Berkley Sensation, $5.99, ISBN 0-42519-209-1
Historical Romance, 2003
Nicole Byrd’s Widow in Scarlet is a familiar nitwit-in-distress story. From the secret service rake hero to the simpleton heroine besieged by problems, this book is like comfort food. Unfortunately, the heroine’s utter brown cow personality and hopeless passivity make this book a tough one, because dang if I find it very hard not to bored to stupefied senselessness by Lucy Contrain’s constant tears, prattles, and whinings.
Lucy, a widow, married a not-so-nice man to get her Mommy away from being an unpaid servant for rich but nasty relatives. Now the husband is dead, leaving Lucy with a mountain of IOUs. Despite selling almost everything she has in the house, she needs to come up with a thousand pounds or she will lose the house. And she can’t lose the house, naturally. Starving because she eats only gruel, she still keeps a maid named Violet because we all know that those poor wee hapless maids will just die if they are let go. Then one day, while screaming and wailing when the bad guys come to repossess everything, she falls to the ground, eek eek eek, until our hero Nicholas Ramsey steps in and pays those men off.
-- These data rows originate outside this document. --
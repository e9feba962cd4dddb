//! Upstream geolocation API.
//!
//! # Data Flow
//! ```text
//! lookup pipeline (cache miss, quota granted)
//!     → Upstream::fetch(ip)            no cache/limiter lock held
//!     → GET {host}{path}?ip=<ip>       Authorization: APPCODE <code>
//!     → Ok(document) | Err(UpstreamError)
//! ```
//!
//! # Design Decisions
//! - Every fetch has a fixed deadline; expiry is a failure, not a retry
//! - Failures become structured documents for the caller and are never cached
//! - The pipeline depends on the [`Upstream`] trait so tests can script answers

pub mod client;

use futures_util::future::BoxFuture;
use serde_json::{json, Value};
use thiserror::Error;

pub use client::HttpUpstream;

/// Why an upstream lookup produced no usable document.
#[derive(Debug, Clone, PartialEq, Eq, Error)]
pub enum UpstreamError {
    #[error("upstream request timed out after {0}s")]
    Timeout(u64),

    #[error("upstream network error: {0}")]
    Transport(String),

    #[error("upstream request failed: {status} {reason}")]
    Http { status: u16, reason: String },
}

impl UpstreamError {
    /// The `ret` code reported to the caller for this failure.
    pub fn ret_code(&self) -> u16 {
        match self {
            Self::Timeout(_) => 504,
            Self::Transport(_) => 500,
            Self::Http { status, .. } => *status,
        }
    }

    /// Short label for logs and metrics.
    pub fn kind(&self) -> &'static str {
        match self {
            Self::Timeout(_) => "timeout",
            Self::Transport(_) => "transport",
            Self::Http { .. } => "http",
        }
    }

    /// The failure document returned in place of lookup data.
    pub fn to_document(&self) -> Value {
        json!({
            "ret": self.ret_code(),
            "msg": self.to_string(),
        })
    }
}

/// A source of IP metadata documents.
pub trait Upstream: Send + Sync {
    fn fetch<'a>(&'a self, ip: &'a str) -> BoxFuture<'a, Result<Value, UpstreamError>>;
}

/// Returns true if the upstream reported the lookup as successful, which is
/// the only case in which a document may be cached.
pub fn is_success(document: &Value) -> bool {
    document.get("ret").and_then(Value::as_i64) == Some(200)
}
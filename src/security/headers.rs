//! Security and CORS response headers.
//!
//! Every response gets the hardening headers; pages outside the API also get
//! a Content-Security-Policy. API responses echo the caller's `Origin` back
//! in `Access-Control-Allow-Origin` only when its host is allow-listed.

use std::sync::Arc;

use axum::{
    body::Body,
    extract::State,
    http::{header, HeaderMap, HeaderValue, Request},
    middleware::Next,
    response::Response,
};

use crate::security::access_control::{domain_allowed, header_host, DomainAllowList};

const CONTENT_SECURITY_POLICY: &str =
    "default-src 'self'; style-src 'self' 'unsafe-inline'; script-src 'self' 'unsafe-inline'";

/// Response header policy shared by all routes.
#[derive(Debug, Clone)]
pub struct SecurityHeaders {
    enabled: bool,
    allow_list: Arc<DomainAllowList>,
}

impl SecurityHeaders {
    pub fn new(enabled: bool, allow_list: Arc<DomainAllowList>) -> Self {
        Self {
            enabled,
            allow_list,
        }
    }

    /// Add the policy's headers to `headers`.
    pub fn apply(&self, headers: &mut HeaderMap, is_api: bool, origin: Option<&HeaderValue>) {
        if !self.enabled {
            return;
        }

        headers.insert(header::X_FRAME_OPTIONS, HeaderValue::from_static("SAMEORIGIN"));
        headers.insert(header::X_CONTENT_TYPE_OPTIONS, HeaderValue::from_static("nosniff"));
        headers.insert(header::X_XSS_PROTECTION, HeaderValue::from_static("1; mode=block"));
        headers.insert(
            header::REFERRER_POLICY,
            HeaderValue::from_static("strict-origin-when-cross-origin"),
        );

        if !is_api {
            headers.insert(
                header::CONTENT_SECURITY_POLICY,
                HeaderValue::from_static(CONTENT_SECURITY_POLICY),
            );
            return;
        }

        let Some(origin) = origin else { return };
        let allowed = origin
            .to_str()
            .ok()
            .and_then(header_host)
            .is_some_and(|host| domain_allowed(&host, &self.allow_list));
        if allowed {
            headers.insert(header::ACCESS_CONTROL_ALLOW_ORIGIN, origin.clone());
            headers.insert(
                header::ACCESS_CONTROL_ALLOW_METHODS,
                HeaderValue::from_static("GET, OPTIONS"),
            );
            headers.insert(
                header::ACCESS_CONTROL_ALLOW_HEADERS,
                HeaderValue::from_static("Content-Type"),
            );
            headers.insert(header::ACCESS_CONTROL_MAX_AGE, HeaderValue::from_static("86400"));
            headers.append(header::VARY, HeaderValue::from_static("Origin"));
        }
    }
}

/// JSON endpoints; everything else is treated as a page.
fn is_api_path(path: &str) -> bool {
    path.starts_with("/api/") || path == "/health"
}

/// Middleware applying [`SecurityHeaders`] to every response.
pub async fn security_headers(
    State(policy): State<SecurityHeaders>,
    request: Request<Body>,
    next: Next,
) -> Response {
    let is_api = is_api_path(request.uri().path());
    let origin = request.headers().get(header::ORIGIN).cloned();

    let mut response = next.run(request).await;
    policy.apply(response.headers_mut(), is_api, origin.as_ref());
    response
}
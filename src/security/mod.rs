//! Security subsystem.
//!
//! # Data Flow
//! ```text
//! Lookup request:
//!     → access_control.rs (Origin / Referer / Host against the allow-list)
//!     → rate_limit.rs (per-client minute and hour windows, cache misses only)
//!
//! Every response:
//!     → headers.rs (hardening headers, CORS for allow-listed origins)
//! ```
//!
//! # Design Decisions
//! - Fail closed: an unparseable Origin or Referer counts as absent
//! - Rejected attempts are not charged against the limiter

pub mod access_control;
pub mod headers;
pub mod rate_limit;

pub use access_control::{authorize, domain_allowed, DomainAllowList, DomainPattern, PatternError};
pub use headers::SecurityHeaders;
pub use rate_limit::{LimiterStats, RateLimitDecision, SlidingWindowLimiter};
//! Origin authorization for the lookup API.
//!
//! A caller is accepted when its `Origin` host is on the allow-list, or its
//! `Referer` host is on the allow-list or equals the host the request was
//! addressed to, or when the service itself is being reached on a loopback
//! host. `Origin` is deliberately never accepted on same-host equality alone.
//!
//! Matching is anchored and case-insensitive. An allow-list entry may start
//! with a single `*.` segment, which matches any hostname ending in the rest
//! of the pattern.

use std::fmt;
use std::str::FromStr;

use thiserror::Error;
use url::Url;

/// Hostnames under which the service is reachable without any header check.
pub const LOOPBACK_HOSTS: [&str; 3] = ["localhost", "127.0.0.1", "::1"];

#[derive(Debug, Clone, PartialEq, Eq, Error)]
#[error("invalid domain pattern {pattern:?}: {reason}")]
pub struct PatternError {
    pub pattern: String,
    pub reason: &'static str,
}

/// One allow-list entry.
#[derive(Debug, Clone, PartialEq, Eq)]
pub enum DomainPattern {
    /// Whole-hostname match.
    Exact(String),
    /// `*.example.com`, stored as the suffix `.example.com`.
    Wildcard(String),
}

impl DomainPattern {
    /// Returns true if `hostname` is matched by this pattern.
    pub fn matches(&self, hostname: &str) -> bool {
        let hostname = hostname.to_ascii_lowercase();
        match self {
            Self::Exact(expected) => hostname == *expected,
            Self::Wildcard(suffix) => hostname.ends_with(suffix.as_str()),
        }
    }
}

impl FromStr for DomainPattern {
    type Err = PatternError;

    fn from_str(s: &str) -> Result<Self, Self::Err> {
        let err = |reason| PatternError {
            pattern: s.to_string(),
            reason,
        };

        let pattern = s.trim().to_ascii_lowercase();
        if pattern.is_empty() {
            return Err(err("empty pattern"));
        }

        match pattern.strip_prefix('*') {
            Some(rest) => {
                if !rest.starts_with('.') || rest.len() < 2 {
                    return Err(err("wildcard must be a leading `*.` segment"));
                }
                if rest.contains('*') {
                    return Err(err("only one leading wildcard is allowed"));
                }
                Ok(Self::Wildcard(rest.to_string()))
            }
            None if pattern.contains('*') => Err(err("wildcard must be a leading `*.` segment")),
            None => Ok(Self::Exact(pattern)),
        }
    }
}

impl fmt::Display for DomainPattern {
    fn fmt(&self, f: &mut fmt::Formatter<'_>) -> fmt::Result {
        match self {
            Self::Exact(host) => f.write_str(host),
            Self::Wildcard(suffix) => write!(f, "*{suffix}"),
        }
    }
}

/// The parsed set of hostnames allowed to call the API.
#[derive(Debug, Clone, Default, PartialEq, Eq)]
pub struct DomainAllowList {
    patterns: Vec<DomainPattern>,
}

impl DomainAllowList {
    pub fn parse<S: AsRef<str>>(entries: &[S]) -> Result<Self, PatternError> {
        let patterns = entries
            .iter()
            .map(|entry| entry.as_ref().parse())
            .collect::<Result<Vec<_>, _>>()?;
        Ok(Self { patterns })
    }

    pub fn patterns(&self) -> &[DomainPattern] {
        &self.patterns
    }
}

/// Returns true if `hostname` matches any entry of `allow_list`.
pub fn domain_allowed(hostname: &str, allow_list: &DomainAllowList) -> bool {
    !hostname.is_empty() && allow_list.patterns.iter().any(|p| p.matches(hostname))
}

/// Extract the hostname from an `Origin` or `Referer` header value.
///
/// IPv6 literals are returned without brackets. Unparseable values yield
/// `None` and are treated as if the header were absent.
pub fn header_host(value: &str) -> Option<String> {
    let url = Url::parse(value.trim()).ok()?;
    let host = url.host_str()?;
    let host = host
        .strip_prefix('[')
        .and_then(|h| h.strip_suffix(']'))
        .unwrap_or(host);
    Some(host.to_ascii_lowercase())
}

/// Decide whether a request may use the lookup API.
pub fn authorize(
    origin: Option<&str>,
    referer: Option<&str>,
    request_host: &str,
    allow_list: &DomainAllowList,
) -> bool {
    if let Some(host) = origin.and_then(header_host) {
        if domain_allowed(&host, allow_list) {
            return true;
        }
    }

    if let Some(host) = referer.and_then(header_host) {
        if host == request_host.to_ascii_lowercase() || domain_allowed(&host, allow_list) {
            return true;
        }
    }

    LOOPBACK_HOSTS.contains(&request_host)
}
He then asks her for a favor: “I need to go through your husband’s belongings.”
No, no, the dead husband is not gay or something – Nicholas, rake and spy, is looking for the Scarlet Widow, a gem that Prinny bought and then lost, how embarrassing. He suspects that the dead husband has the gem hidden among his belongings. Lucy, of course, sends him away. Then, a nice society matron sends her an invitation. Lucy thinks of the yummy food, but oh, she has no nice dress to wear. She must turn down the invitation! Then the matron sends her a dress. She attends the party. She sees Nicholas, who then makes a move on her because he makes his moves on widows. He’s a professional widow stud machine. The prologue sees him trying to spy while his widow mistress tries to drag him back to bed. He complains that she is distracting him. Why is he then spying from his mistress’ window?
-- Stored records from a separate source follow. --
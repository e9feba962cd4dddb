//! Configuration validation.
//!
//! # Responsibilities
//! - Semantic validation (serde handles syntactic)
//! - Validate value ranges (sizes, limits and intervals > 0)
//! - Check addresses and the upstream URL parse
//! - Check allow-list patterns are well formed
//!
//! # Design Decisions
//! - Returns all validation errors, not just first
//! - Validation is pure function: ProxyConfig → Result<(), Vec<ValidationError>>
//! - Runs before config is accepted into the system

use std::net::SocketAddr;

use thiserror::Error;
use url::Url;

use crate::config::schema::ProxyConfig;
use crate::security::access_control::DomainPattern;

/// A single semantic problem with a loaded configuration.
#[derive(Debug, Clone, PartialEq, Eq, Error)]
pub enum ValidationError {
    #[error("{field} must be greater than zero")]
    Zero { field: &'static str },

    #[error("rate_limit.per_hour ({per_hour}) is below rate_limit.per_minute ({per_minute})")]
    HourBelowMinute { per_minute: u32, per_hour: u32 },

    #[error("{field} is not a socket address: {value:?}")]
    Address { field: &'static str, value: String },

    #[error("upstream.host must be an absolute http(s) URL: {0:?}")]
    UpstreamHost(String),

    #[error("security.allowed_domains: {0}")]
    DomainPattern(String),

    #[error("admin.api_key must be set when the admin API is enabled")]
    MissingAdminKey,
}

/// Check every semantic constraint and report all violations at once.
pub fn validate_config(config: &ProxyConfig) -> Result<(), Vec<ValidationError>> {
    let mut errors = Vec::new();

    let positive: [(&'static str, u64); 7] = [
        ("cache.max_size", config.cache.max_size as u64),
        ("cache.ttl_secs", config.cache.ttl_secs),
        ("rate_limit.per_minute", config.rate_limit.per_minute as u64),
        ("rate_limit.per_hour", config.rate_limit.per_hour as u64),
        ("reaper.interval_secs", config.reaper.interval_secs),
        ("upstream.timeout_secs", config.upstream.timeout_secs),
        ("timeouts.request_secs", config.timeouts.request_secs),
    ];
    errors.extend(
        positive
            .iter()
            .filter(|(_, value)| *value == 0)
            .map(|(field, _)| ValidationError::Zero { field: *field }),
    );

    if config.rate_limit.per_hour < config.rate_limit.per_minute {
        errors.push(ValidationError::HourBelowMinute {
            per_minute: config.rate_limit.per_minute,
            per_hour: config.rate_limit.per_hour,
        });
    }

    if config.listener.bind_address.parse::<SocketAddr>().is_err() {
        errors.push(ValidationError::Address {
            field: "listener.bind_address",
            value: config.listener.bind_address.clone(),
        });
    }

    if config.observability.metrics_enabled
        && config.observability.metrics_address.parse::<SocketAddr>().is_err()
    {
        errors.push(ValidationError::Address {
            field: "observability.metrics_address",
            value: config.observability.metrics_address.clone(),
        });
    }

    let upstream_ok = Url::parse(&config.upstream.host)
        .map(|url| matches!(url.scheme(), "http" | "https") && url.host_str().is_some())
        .unwrap_or(false);
    if !upstream_ok {
        errors.push(ValidationError::UpstreamHost(config.upstream.host.clone()));
    }

    for entry in &config.security.allowed_domains {
        if let Err(e) = entry.parse::<DomainPattern>() {
            errors.push(ValidationError::DomainPattern(e.to_string()));
        }
    }

    if config.admin.enabled && config.admin.api_key.trim().is_empty() {
        errors.push(ValidationError::MissingAdminKey);
    }

    if errors.is_empty() {
        Ok(())
    } else {
        Err(errors)
    }
}

#[cfg(test)]
mod tests {
    use super::*;

    #[test]
    fn test_default_config_is_valid() {
        assert_eq!(validate_config(&ProxyConfig::default()), Ok(()));
    }

    #[test]
    fn test_collects_every_error() {
        let mut config = ProxyConfig::default();
        config.cache.max_size = 0;
        config.rate_limit.per_minute = 20;
        config.rate_limit.per_hour = 5;
        config.upstream.host = "ftp://example.com".to_string();
        config.security.allowed_domains.push("api.*.example.com".to_string());

        let errors = validate_config(&config).unwrap_err();
        assert_eq!(errors.len(), 4);
        assert!(errors.contains(&ValidationError::Zero {
            field: "cache.max_size"
        }));
        assert!(errors.contains(&ValidationError::HourBelowMinute {
            per_minute: 20,
            per_hour: 5
        }));
        assert!(matches!(errors[2], ValidationError::UpstreamHost(_)));
        assert!(matches!(errors[3], ValidationError::DomainPattern(_)));
    }

    #[test]
    fn test_bad_addresses() {
        let mut config = ProxyConfig::default();
        config.listener.bind_address = "localhost".to_string();
        config.observability.metrics_enabled = true;
        config.observability.metrics_address = "nope".to_string();

        let errors = validate_config(&config).unwrap_err();
        assert_eq!(errors.len(), 2);
    }

    #[test]
    fn test_admin_requires_key() {
        let mut config = ProxyConfig::default();
        config.admin.enabled = true;
        config.admin.api_key = "  ".to_string();

        assert_eq!(
            validate_config(&config),
            Err(vec![ValidationError::MissingAdminKey])
        );
    }
}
Never mind. Logic is never this book’s strongest point. Nicholas tells Lucy that there is a monetary reward if she helps him recover the gem. She promptly agrees and stops looking for Plan B to save herself from poverty. (Plot A is thwarted when it turns out that the horrid relative is not thinking of paying her should Lucy becomes her housekeeper.) What happens when they fail to recover the gem? But it doesn’t matter, because the whole book sees everybody coddling Lucy like some fragile porcelain doll. The hero and the matron keep sending her gifts and while she says that she can’t accept them or she will repay them, she has it very easy for one who doesn’t do anything at all in this story. Lucy cannot keep up with the hero, all she can do is to stammer or to exclaim in exasperation when he flusters her with desire and more. When she’s not acting like a nitwit, she crying. Oh, and while her husband isn’t a nice guy, she insists on helping Nicholas to also clear her husband’s name. It is wonderful to see where Lucy the “the image of virtue must be preserved at any cost” nitwit’s priorities lie.
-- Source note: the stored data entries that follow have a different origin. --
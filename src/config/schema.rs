//! Configuration schema definitions.
//!
//! This module defines the complete configuration structure for the lookup
//! proxy. All types derive Serde traits for deserialization from TOML and
//! every section falls back to defaults, so an empty file is a valid config.

use serde::{Deserialize, Serialize};

/// Root configuration for the lookup proxy.
#[derive(Debug, Clone, Deserialize, Serialize, Default)]
#[serde(default)]
pub struct ProxyConfig {
    /// Listener configuration (bind address).
    pub listener: ListenerConfig,

    /// Upstream geolocation API.
    pub upstream: UpstreamConfig,

    /// Result cache sizing.
    pub cache: CacheConfig,

    /// Per-client request limits.
    pub rate_limit: RateLimitConfig,

    /// Origin allow-list and response headers.
    pub security: SecurityConfig,

    /// Background cleanup schedule.
    pub reaper: ReaperConfig,

    /// Timeout configuration.
    pub timeouts: TimeoutConfig,

    /// Observability settings.
    pub observability: ObservabilityConfig,

    pub admin: AdminConfig,
}

/// Listener configuration.
#[derive(Debug, Clone, Deserialize, Serialize)]
#[serde(default)]
pub struct ListenerConfig {
    /// Bind address (e.g., "0.0.0.0:8000").
    pub bind_address: String,
}

impl Default for ListenerConfig {
    fn default() -> Self {
        Self {
            bind_address: "0.0.0.0:8000".to_string(),
        }
    }
}

/// Upstream geolocation API configuration.
#[derive(Debug, Clone, Deserialize, Serialize)]
#[serde(default)]
pub struct UpstreamConfig {
    /// Scheme and host of the API (e.g., "https://c2ba.api.huachen.cn").
    pub host: String,

    /// Path of the lookup endpoint; the target is sent as `?ip=`.
    pub path: String,

    /// Per-request timeout in seconds.
    pub timeout_secs: u64,

    /// Credential sent as `Authorization: APPCODE <app_code>`.
    /// Overridden by the `APPCODE` environment variable.
    pub app_code: String,
}

impl Default for UpstreamConfig {
    fn default() -> Self {
        Self {
            host: "https://c2ba.api.huachen.cn".to_string(),
            path: "/ip".to_string(),
            timeout_secs: 5,
            app_code: String::new(),
        }
    }
}

/// Result cache configuration.
#[derive(Debug, Clone, Deserialize, Serialize)]
#[serde(default)]
pub struct CacheConfig {
    /// Maximum number of cached lookups.
    pub max_size: usize,

    /// Lifetime of a cached lookup in seconds.
    pub ttl_secs: u64,
}

impl Default for CacheConfig {
    fn default() -> Self {
        Self {
            max_size: 1000,
            ttl_secs: 3600,
        }
    }
}

/// Rate limiting configuration.
#[derive(Debug, Clone, Deserialize, Serialize)]
#[serde(default)]
pub struct RateLimitConfig {
    /// Maximum upstream-bound requests per client per minute.
    pub per_minute: u32,

    /// Maximum upstream-bound requests per client per hour.
    pub per_hour: u32,
}

impl Default for RateLimitConfig {
    fn default() -> Self {
        Self {
            per_minute: 10,
            per_hour: 100,
        }
    }
}

/// Security configuration.
#[derive(Debug, Clone, Deserialize, Serialize)]
#[serde(default)]
pub struct SecurityConfig {
    /// Hostnames allowed to call the API. A leading `*.` matches any
    /// subdomain.
    pub allowed_domains: Vec<String>,

    /// Enable security and CORS response headers.
    pub enable_headers: bool,
}

impl Default for SecurityConfig {
    fn default() -> Self {
        Self {
            allowed_domains: vec!["localhost".to_string(), "127.0.0.1".to_string()],
            enable_headers: true,
        }
    }
}

/// Reaper configuration.
#[derive(Debug, Clone, Deserialize, Serialize)]
#[serde(default)]
pub struct ReaperConfig {
    /// Seconds between cache/limiter sweeps.
    pub interval_secs: u64,
}

impl Default for ReaperConfig {
    fn default() -> Self {
        Self { interval_secs: 300 }
    }
}

/// Timeout configuration for inbound requests.
#[derive(Debug, Clone, Deserialize, Serialize)]
#[serde(default)]
pub struct TimeoutConfig {
    /// Request timeout (total time for request/response) in seconds.
    pub request_secs: u64,
}

impl Default for TimeoutConfig {
    fn default() -> Self {
        Self { request_secs: 30 }
    }
}

/// Observability configuration.
#[derive(Debug, Clone, Deserialize, Serialize)]
#[serde(default)]
pub struct ObservabilityConfig {
    /// Log level (trace, debug, info, warn, error).
    pub log_level: String,

    /// Enable metrics endpoint.
    pub metrics_enabled: bool,

    /// Metrics endpoint bind address.
    pub metrics_address: String,
}

impl Default for ObservabilityConfig {
    fn default() -> Self {
        Self {
            log_level: "info".to_string(),
            metrics_enabled: false,
            metrics_address: "127.0.0.1:9090".to_string(),
        }
    }
}

/// Admin API configuration.
#[derive(Debug, Clone, Deserialize, Serialize)]
#[serde(default)]
pub struct AdminConfig {
    /// Mount the `/admin` routes.
    pub enabled: bool,

    /// API key for authentication (Bearer token).
    pub api_key: String,
}

impl Default for AdminConfig {
    fn default() -> Self {
        Self {
            enabled: false,
            // WARNING: This is a placeholder! Change this in production.
            api_key: "CHANGE_ME_IN_PRODUCTION".to_string(),
        }
    }
}
use clap::{Parser, Subcommand};
use reqwest::header::{HeaderMap, HeaderValue, AUTHORIZATION};
use reqwest::Method;
use serde_json::Value;

#[derive(Parser)]
#[command(name = "lookup-cli")]
#[command(about = "Query and manage an IP lookup proxy", long_about = None)]
struct Cli {
    #[arg(short, long, default_value = "http://localhost:8000")]
    url: String,

    /// Admin API key (admin commands only)
    #[arg(short, long, env = "IPLOOKUP_ADMIN_KEY", default_value = "CHANGE_ME_IN_PRODUCTION")]
    key: String,

    #[command(subcommand)]
    command: Commands,
}

#[derive(Subcommand)]
enum Commands {
    /// Look up an IP address (defaults to your own)
    Query { ip: Option<String> },
    /// Check service health
    Health,
    /// Show version and uptime
    Status,
    /// Show cache occupancy
    Cache,
    /// Drop every cached lookup
    ClearCache,
    /// Show rate limiter occupancy
    Limiter,
    /// Run a cleanup sweep now
    Sweep,
}

#[tokio::main]
async fn main() -> Result<(), Box<dyn std::error::Error>> {
    let cli = Cli::parse();
    let client = reqwest::Client::new();

    let mut admin = HeaderMap::new();
    admin.insert(
        AUTHORIZATION,
        HeaderValue::from_str(&format!("Bearer {}", cli.key))?,
    );

    let (method, path, headers) = match &cli.command {
        Commands::Query { ip } => {
            let path = match ip {
                Some(ip) => format!("/api/query?ip={ip}"),
                None => "/api/query".to_string(),
            };
            (Method::GET, path, HeaderMap::new())
        }
        Commands::Health => (Method::GET, "/health".to_string(), HeaderMap::new()),
        Commands::Status => (Method::GET, "/admin/status".to_string(), admin),
        Commands::Cache => (Method::GET, "/admin/cache".to_string(), admin),
        Commands::ClearCache => (Method::DELETE, "/admin/cache".to_string(), admin),
        Commands::Limiter => (Method::GET, "/admin/limiter".to_string(), admin),
        Commands::Sweep => (Method::POST, "/admin/sweep".to_string(), admin),
    };

    let res = client
        .request(method, format!("{}{}", cli.url.trim_end_matches('/'), path))
        .headers(headers)
        .send()
        .await?;
    print_response(res).await
}

async fn print_response(res: reqwest::Response) -> Result<(), Box<dyn std::error::Error>> {
    let status = res.status();
    if let Some(cache_status) = res.headers().get("x-cache-status") {
        eprintln!("Cache: {}", cache_status.to_str().unwrap_or("?"));
    }
    if let Some(remaining) = res.headers().get("x-ratelimit-remaining") {
        eprintln!("Remaining quota: {}", remaining.to_str().unwrap_or("?"));
    }

    if !status.is_success() {
        eprintln!("Error: server returned status {}", status);
        if let Ok(text) = res.text().await {
            eprintln!("Response: {}", text);
        }
        return Ok(());
    }

    let json: Value = res.json().await?;
    println!("{}", serde_json::to_string_pretty(&json)?);
    Ok(())
}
Nicholas isn’t a very interesting character in that he’s pretty much a stock hero with all the usual laundry list of Regency era rake/gentleman/agent qualities. Lucy is the biggest bore though because whenever she’s in the scene, she sucks all life out of the story with her constant state of tearful gratitude, hopeless despair, or flustered arousal. She’s barely a realistic character as much as a walking passive windbag of annoying tics and neuroses. If she actually gets a brain and takes a more active role in pulling herself out of trouble instead of depending on everyone else around her to take care of her, I may like her a little more. As it is, Lucy is like the poison ivy that clings and clings.
Widow in Scarlet is a formulaic historical filled with tried-and-tested overused crowd-pleasing elements in plots and characters. Unfortunately, the heroine Lucy is such a tedious, dull, and passive character and Nicholas offers little to elevate the tedium. The end result is that I find this book a chore to read from start to finish.